Honest limits of this story

This is a single case report. That means one patient, one story. It cannot tell us how often the treatment works or who benefits most.

The patient was followed for a limited time. Longer follow-up is needed to see if the response lasts. And tumors sometimes learn to resist treatments over months or years.

Researchers now want to test this chemo-immune combo in larger, carefully designed studies. That work takes time, often several years, because safety and long-term benefit must be proven.

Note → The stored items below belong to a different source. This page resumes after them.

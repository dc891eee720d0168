//! Tests for the transparent accessor facade.

use scrim_changeset::{changeset, Changeset, FnValidator, Path, Validation, Value};
use serde_json::json;

#[tokio::test]
async fn scope_forwards_reads_and_writes() {
    let mut cs = changeset(json!({"user": {"name": "A", "email": "a@x.com"}})).unwrap();
    let mut user = cs.scope("user");

    assert!(user.set("name", json!("B")).await.is_valid());
    assert_eq!(user.get("name"), Some(json!("B")));
    // Sibling merge works through the facade too.
    assert_eq!(
        user.get(Path::root()),
        Some(json!({"name": "B", "email": "a@x.com"}))
    );

    drop(user);
    assert_eq!(cs.get("user.name"), Some(json!("B")));
}

#[tokio::test]
async fn scoped_writes_validate_against_the_full_path() {
    let require_city = FnValidator(|path: &Path, new: &Value, _: Option<&Value>| {
        if path.to_string() == "address.city" && new.as_str().is_none_or(str::is_empty) {
            Validation::invalid("city required")
        } else {
            Validation::Valid
        }
    });
    let mut cs = Changeset::builder(json!({"address": {"city": "Aberdeen"}}))
        .validator(require_city)
        .build()
        .unwrap();

    let mut address = cs.scope("address");
    assert!(!address.set("city", json!("")).await.is_valid());
    assert!(address.set("city", json!("Portland")).await.is_valid());

    drop(address);
    assert_eq!(cs.error("address.city"), None);
    assert_eq!(cs.get("address.city"), Some(json!("Portland")));
}

#[tokio::test]
async fn scopes_nest() {
    let mut cs = changeset(json!({"user": {"profile": {"bio": "hi"}}})).unwrap();
    let mut user = cs.scope("user");
    let mut profile = user.scope("profile");

    assert_eq!(profile.base().to_string(), "user.profile");
    profile.set("bio", json!("hello")).await;

    drop(profile);
    drop(user);
    cs.execute().unwrap();
    assert_eq!(
        cs.content().snapshot(),
        json!({"user": {"profile": {"bio": "hello"}}})
    );
}
//! Dotted property paths for navigating nested content.
//!
//! A path is a sequence of key segments addressing a (possibly nested)
//! property, e.g. `user.name`. The staging buffer never stores arrays as
//! intermediate nodes, so segments are plain keys; the default accessor
//! interprets numeric segments as array indices when reading content.

use serde::{Deserialize, Serialize};
use std::fmt;

/// A dotted property path.
///
/// Paths are immutable sequences of key segments. They parse from dotted
/// strings and display back in the same form.
///
/// # Examples
///
/// ```
/// use scrim_changeset::Path;
///
/// let path = Path::from("user.name");
/// assert_eq!(path.len(), 2);
/// assert_eq!(path.to_string(), "user.name");
/// ```
#[derive(Clone, Debug, Default, PartialEq, Eq, PartialOrd, Ord, Hash, Serialize, Deserialize)]
#[serde(transparent)]
pub struct Path(Vec<String>);

impl Path {
    /// Create an empty path (root).
    #[inline]
    pub fn root() -> Self {
        Self(Vec::new())
    }

    /// Create a path from a vector of segments.
    #[inline]
    pub fn from_segments(segments: Vec<String>) -> Self {
        Self(segments)
    }

    /// Append a key segment and return self (builder pattern).
    #[inline]
    pub fn key(mut self, k: impl Into<String>) -> Self {
        self.0.push(k.into());
        self
    }

    /// Push a key segment onto the path (mutating).
    #[inline]
    pub fn push(&mut self, k: impl Into<String>) {
        self.0.push(k.into());
    }

    /// Append a single raw key and return a new path.
    ///
    /// Unlike `From<&str>`, the key is taken verbatim and never split on dots.
    #[inline]
    pub fn child(&self, key: impl Into<String>) -> Path {
        let mut result = self.clone();
        result.0.push(key.into());
        result
    }

    /// Get the segments of this path.
    #[inline]
    pub fn segments(&self) -> &[String] {
        &self.0
    }

    /// Check if this path is empty (root).
    #[inline]
    pub fn is_empty(&self) -> bool {
        self.0.is_empty()
    }

    /// Get the number of segments in this path.
    #[inline]
    pub fn len(&self) -> usize {
        self.0.len()
    }

    /// Get the first segment.
    #[inline]
    pub fn first(&self) -> Option<&str> {
        self.0.first().map(String::as_str)
    }

    /// Get the last segment.
    #[inline]
    pub fn last(&self) -> Option<&str> {
        self.0.last().map(String::as_str)
    }

    /// Split off the first segment, returning it together with the rest.
    ///
    /// Returns `None` for the root path.
    #[inline]
    pub fn split_first(&self) -> Option<(&str, Path)> {
        let (first, rest) = self.0.split_first()?;
        Some((first.as_str(), Path(rest.to_vec())))
    }

    /// Join this path with another path.
    #[inline]
    pub fn join(&self, other: &Path) -> Path {
        let mut result = self.clone();
        result.0.extend(other.0.iter().cloned());
        result
    }

    /// Get the parent path (path without the last segment).
    #[inline]
    pub fn parent(&self) -> Option<Path> {
        if self.0.is_empty() {
            None
        } else {
            Some(Path(self.0[..self.0.len() - 1].to_vec()))
        }
    }

    /// Check if this path is a prefix of another path.
    ///
    /// A path is a prefix of itself.
    #[inline]
    pub fn is_prefix_of(&self, other: &Path) -> bool {
        other.0.starts_with(&self.0)
    }

    /// Iterate over the segments.
    #[inline]
    pub fn iter(&self) -> std::slice::Iter<'_, String> {
        self.0.iter()
    }
}

impl fmt::Display for Path {
    fn fmt(&self, f: &mut fmt::Formatter<'_>) -> fmt::Result {
        let mut first = true;
        for seg in &self.0 {
            if !first {
                write!(f, ".")?;
            }
            write!(f, "{seg}")?;
            first = false;
        }
        Ok(())
    }
}

impl From<&str> for Path {
    /// Parse a dotted path string. Empty segments are skipped.
    fn from(s: &str) -> Self {
        Path(
            s.split('.')
                .filter(|seg| !seg.is_empty())
                .map(str::to_owned)
                .collect(),
        )
    }
}

impl From<String> for Path {
    fn from(s: String) -> Self {
        Path::from(s.as_str())
    }
}

impl From<&String> for Path {
    fn from(s: &String) -> Self {
        Path::from(s.as_str())
    }
}

impl From<&Path> for Path {
    fn from(p: &Path) -> Self {
        p.clone()
    }
}

impl FromIterator<String> for Path {
    fn from_iter<I: IntoIterator<Item = String>>(iter: I) -> Self {
        Path(iter.into_iter().collect())
    }
}

impl IntoIterator for Path {
    type Item = String;
    type IntoIter = std::vec::IntoIter<String>;

    fn into_iter(self) -> Self::IntoIter {
        self.0.into_iter()
    }
}

impl<'a> IntoIterator for &'a Path {
    type Item = &'a String;
    type IntoIter = std::slice::Iter<'a, String>;

    fn into_iter(self) -> Self::IntoIter {
        self.0.iter()
    }
}

/// Construct a `Path` from a sequence of raw key segments.
///
/// Segments are taken verbatim, never split on dots.
///
/// # Examples
///
/// ```
/// use scrim_changeset::path;
///
/// let p = path!("user", "name");
/// assert_eq!(p.to_string(), "user.name");
/// ```
#[macro_export]
macro_rules! path {
    () => {
        $crate::Path::root()
    };
    ($($seg:expr),+ $(,)?) => {{
        let mut p = $crate::Path::root();
        $(
            p.push($seg);
        )+
        p
    }};
}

In the meantime, cases like this one help shape which trials get launched and who gets enrolled. Progress in rare cancers often starts with a single patient's story, carefully documented, that opens the door for many more.

Study Details

Study typeCohort
EvidenceLevel 3
PublishedApr 2026
View Original Abstract ↓
AFP-producing gastric carcinoma (AFPGC) is an uncommon but clinically aggressive subset of gastric cancer with a strong propensity for liver metastasis. Serum alpha-fetoprotein (AFP) is often markedly elevated, whereas tumor AFP immunostaining can be negative, which may complicate recognition and classification. A 67-year-old man presented with epigastric pain. Contrast-enhanced computed tomography showed gastric wall thickening and multiple hepatic metastases. Endoscopic biopsy revealed a poorly differentiated adenocarcinoma with hepatoid/enteroblastic differentiation features. Immunohistochemistry was positive for SALL4, glypican-3, pan-cytokeratin, and nuclear CDX2, and negative for AFP and neuroendocrine markers. Helicobacter pylori testing was negative. Baseline serum AFP was markedly elevated. After intolerance to oral S-1, the patient received FOLFOX plus the PD-1 inhibitor serplulimab, followed by maintenance serplulimab. Treatment was well tolerated, without immune-related adverse events requiring systemic corticosteroids or treatment interruption. Serial magnetic resonance imaging demonstrated marked and sustained shrinkage of hepatic lesions. A RECIST v1.1–based assessment, using available measurements of measurable target lesions, was consistent with a partial response. Serum AFP rapidly normalized and remained within the reference range during maintenance therapy, paralleling the radiologic response. This case suggests that chemo-immunotherapy with platinum–fluoropyrimidine chemotherapy plus PD-1 blockade may yield substantial and durable disease control in selected patients with metastatic AFPGC, even when tumor AFP staining is negative. AFP kinetics provided a rapid and reproducible on-treatment biomarker that complemented imaging. Given the paucity of prospective data in AFP-high gastric cancer, this report is hypothesis-generating and supports further evaluation of chemo-immunotherapy in larger studies.